**ASSIGNED TASK**
The whole listing below must be repeated exactly.

**RECORDS SUPPLIED**
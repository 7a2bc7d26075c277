use serde::Serialize;

use crate::{filter::FilterState, types::{Attribute, IntersectionRecord}};

use super::{Limit, count_by, top_n, year_series};

#[derive(Debug, Clone, Copy, PartialEq, Eq, Serialize)]
#[serde(rename_all = "lowercase")]
pub enum ChartKind {
    /// Horizontal top-N panel, collapsible to `Limit::Top`.
    Side,
    /// Category bars in order of first appearance.
    Bar,
    /// Completions per year.
    Line,
}

/// One chart panel of the dashboard and the attribute it aggregates.
#[derive(Debug, Clone, Copy, PartialEq, Eq, Serialize)]
pub struct ChartPanel {
    pub title: &'static str,
    pub attribute: Attribute,
    pub kind: ChartKind,
}

#[derive(Debug, Clone, PartialEq, Eq, Serialize)]
pub struct ChartPoint {
    pub name: String,
    pub value: usize,
    /// The bar's value is part of the current filter selection.
    pub selected: bool,
}

#[derive(Debug, Clone, PartialEq, Eq, Serialize)]
pub struct ChartData {
    pub title: &'static str,
    pub attribute: Attribute,
    pub kind: ChartKind,
    pub points: Vec<ChartPoint>,
}

impl ChartData {
    /// Number of bars (the "N items" header).
    #[inline] pub fn item_count(&self) -> usize { self.points.len() }
}

impl ChartPanel {
    pub const fn new(title: &'static str, attribute: Attribute, kind: ChartKind) -> Self {
        Self { title, attribute, kind }
    }

    /// The panels of the dashboard page: three side panels, the bar charts and the year line.
    pub fn dashboard() -> [ChartPanel; 7] {
        [
            ChartPanel::new("By Type", Attribute::Type, ChartKind::Side),
            ChartPanel::new("By Lane Type", Attribute::LaneType, ChartKind::Side),
            ChartPanel::new("By Approach Count", Attribute::Approaches, ChartKind::Side),
            ChartPanel::new("Intersections by Type", Attribute::Type, ChartKind::Bar),
            ChartPanel::new("Intersections by Status", Attribute::Status, ChartKind::Bar),
            ChartPanel::new("Intersections by Approach Count", Attribute::Approaches, ChartKind::Bar),
            ChartPanel::new("Intersections by Year Completed", Attribute::YearCompleted, ChartKind::Line),
        ]
    }

    /// Aggregate `view` for this panel. `limit` applies to side panels only,
    /// `year_floor` to the line panel only.
    pub fn data<'a, I>(&self, view: I, state: &FilterState, limit: Limit, year_floor: i32) -> ChartData
    where I: IntoIterator<Item = &'a IntersectionRecord> {
        let buckets = match self.kind {
            ChartKind::Side => top_n(count_by(view, self.attribute), limit),
            ChartKind::Bar => count_by(view, self.attribute),
            ChartKind::Line => year_series(view, year_floor),
        };
        let points = buckets.into_iter()
            .map(|bucket| ChartPoint {
                selected: state.is_selected(self.attribute, &bucket.label),
                name: bucket.label.to_string(),
                value: bucket.count,
            })
            .collect();

        ChartData { title: self.title, attribute: self.attribute, kind: self.kind, points }
    }
}

#[cfg(test)]
mod tests {
    use serde_json::json;

    use super::{ChartKind, ChartPanel, ChartPoint};
    use crate::{Dataset, aggregate::Limit, filter::FilterState, types::{Attribute, FacetValue}};

    fn dataset() -> Dataset {
        let lanes = ["Single", "Multi", "Single", "Hybrid", "Single", "Multi", "Slip", "Turbo", "Other"];
        Dataset::from_rows(lanes.iter().enumerate().map(|(i, lane)| json!({
            "id": i, "intersection": "x", "type": "Roundabout", "status": "Completed",
            "approaches": "4", "laneType": lane, "yearCompleted": 2000 + i as i32,
        })).collect())
    }

    #[test]
    fn side_panel_collapses_and_expands() {
        let dataset = dataset();
        let panel = ChartPanel::new("By Lane Type", Attribute::LaneType, ChartKind::Side);
        let mut state = FilterState::new();
        state.toggle(Attribute::LaneType, FacetValue::text("Multi"), true);

        let collapsed = panel.data(dataset.records(), &state, Limit::Top(5), 1990);
        assert_eq!(collapsed.item_count(), 5);
        assert_eq!(collapsed.points[0], ChartPoint { name: "Single".into(), value: 3, selected: false });
        assert_eq!(collapsed.points[1], ChartPoint { name: "Multi".into(), value: 2, selected: true });

        let expanded = panel.data(dataset.records(), &state, Limit::All, 1990);
        assert_eq!(expanded.item_count(), 6);
    }

    #[test]
    fn line_panel_marks_selected_years() {
        let dataset = dataset();
        let panel = ChartPanel::new("Years", Attribute::YearCompleted, ChartKind::Line);
        let mut state = FilterState::new();
        state.toggle(Attribute::YearCompleted, FacetValue::Year(2003), true);

        let data = panel.data(dataset.records(), &state, Limit::default(), 2001);
        let names = data.points.iter().map(|p| p.name.as_str()).collect::<Vec<_>>();
        assert_eq!(names, vec!["2002", "2003", "2004", "2005", "2006", "2007", "2008"]);
        assert!(data.points.iter().all(|p| p.selected == (p.name == "2003")));
    }

    #[test]
    fn dashboard_panels_cover_every_chart() {
        let panels = ChartPanel::dashboard();
        assert_eq!(panels.iter().filter(|p| p.kind == ChartKind::Side).count(), 3);
        assert_eq!(panels.iter().filter(|p| p.kind == ChartKind::Line).count(), 1);
    }
}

**THE COMPLETED TASK**
repository 7a2bc7d26075c277
use serde::Serialize;

use crate::{filter::FilterState, types::{Attribute, IntersectionRecord}};

use super::{Limit, count_by, top_n, year_series};

#[derive(Debug, Clone, Copy, PartialEq, Eq, Serialize)]
#[serde(rename_all = "lowercase")]
pub enum ChartKind {
    /// Horizontal top-N panel, collapsible to `Limit::Top`.
    Side,
    /// Category bars in order of first appearance.
    Bar,
    /// Completions per year.
    Line,
}

/// One chart panel of the dashboard and the attribute it aggregates.
#[derive(Debug, Clone, Copy, PartialEq, Eq, Serialize)]
pub struct ChartPanel {
    pub title: &'static str,
    pub attribute: Attribute,
    pub kind: ChartKind,
}

#[derive(Debug, Clone, PartialEq, Eq, Serialize)]
pub struct ChartPoint {
    pub name: String,
    pub value: usize,
    /// The bar's value is part of the current filter selection.
    pub selected: bool,
}

#[derive(Debug, Clone, PartialEq, Eq, Serialize)]
pub struct ChartData {
    pub title: &'static str,
    pub attribute: Attribute,
    pub kind: ChartKind,
    pub points: Vec<ChartPoint>,
}

impl ChartData {
    /// Number of bars (the "N items" header).
    #[inline] pub fn item_count(&self) -> usize { self.points.len() }
}

impl ChartPanel {
    pub const fn new(title: &'static str, attribute: Attribute, kind: ChartKind) -> Self {
        Self { title, attribute, kind }
    }

    /// The panels of the dashboard page: three side panels, the bar charts and the year line.
    pub fn dashboard() -> [ChartPanel; 7] {
        [
            ChartPanel::new("By Type", Attribute::Type, ChartKind::Side),
            ChartPanel::new("By Lane Type", Attribute::LaneType, ChartKind::Side),
            ChartPanel::new("By Approach Count", Attribute::Approaches, ChartKind::Side),
            ChartPanel::new("Intersections by Type", Attribute::Type, ChartKind::Bar),
            ChartPanel::new("Intersections by Status", Attribute::Status, ChartKind::Bar),
            ChartPanel::new("Intersections by Approach Count", Attribute::Approaches, ChartKind::Bar),
            ChartPanel::new("Intersections by Year Completed", Attribute::YearCompleted, ChartKind::Line),
        ]
    }

    /// Aggregate `view` for this panel. `limit` applies to side panels only,
    /// `year_floor` to the line panel only.
    pub fn data<'a, I>(&self, view: I, state: &FilterState, limit: Limit, year_floor: i32) -> ChartData
    where I: IntoIterator<Item = &'a IntersectionRecord> {
        let buckets = match self.kind {
            ChartKind::Side => top_n(count_by(view, self.attribute), limit),
            ChartKind::Bar => count_by(view, self.attribute),
            ChartKind::Line => year_series(view, year_floor),
        };
        let points = buckets.into_iter()
            .map(|bucket| ChartPoint {
                selected: state.is_selected(self.attribute, &bucket.label),
                name: bucket.label.to_string(),
                value: bucket.count,
            })
            .collect();

        ChartData { title: self.title, attribute: self.attribute, kind: self.kind, points }
    }
}

#[cfg(test)]
mod tests {
    use serde_json::json;

    use super::{ChartKind, ChartPanel, ChartPoint};
    use crate::{Dataset, aggregate::Limit, filter::FilterState, types::{Attribute, FacetValue}};

    fn dataset() -> Dataset {
        let lanes = ["Single", "Multi", "Single", "Hybrid", "Single", "Multi", "Slip", "Turbo", "Other"];
        Dataset::from_rows(lanes.iter().enumerate().map(|(i, lane)| json!({
            "id": i, "intersection": "x", "type": "Roundabout", "status": "Completed",
            "approaches": "4", "laneType": lane, "yearCompleted": 2000 + i as i32,
        })).collect())
    }

    #[test]
    fn side_panel_collapses_and_expands() {
        let dataset = dataset();
        let panel = ChartPanel::new("By Lane Type", Attribute::LaneType, ChartKind::Side);
        let mut state = FilterState::new();
        state.toggle(Attribute::LaneType, FacetValue::text("Multi"), true);

        let collapsed = panel.data(dataset.records(), &state, Limit::Top(5), 1990);
        assert_eq!(collapsed.item_count(), 5);
        assert_eq!(collapsed.points[0], ChartPoint { name: "Single".into(), value: 3, selected: false });
        assert_eq!(collapsed.points[1], ChartPoint { name: "Multi".into(), value: 2, selected: true });

        let expanded = panel.data(dataset.records(), &state, Limit::All, 1990);
        assert_eq!(expanded.item_count(), 6);
    }

    #[test]
    fn line_panel_marks_selected_years() {
        let dataset = dataset();
        let panel = ChartPanel::new("Years", Attribute::YearCompleted, ChartKind::Line);
        let mut state = FilterState::new();
        state.toggle(Attribute::YearCompleted, FacetValue::Year(2003), true);

        let data = panel.data(dataset.records(), &state, Limit::default(), 2001);
        let names = data.points.iter().map(|p| p.name.as_str()).collect::<Vec<_>>();
        assert_eq!(names, vec!["2002", "2003", "2004", "2005", "2006", "2007", "2008"]);
        assert!(data.points.iter().all(|p| p.selected == (p.name == "2003")));
    }

    #[test]
    fn dashboard_panels_cover_every_chart() {
        let panels = ChartPanel::dashboard();
        assert_eq!(panels.iter().filter(|p| p.kind == ChartKind::Side).count(), 3);
        assert_eq!(panels.iter().filter(|p| p.kind == ChartKind::Line).count(), 1);
    }
}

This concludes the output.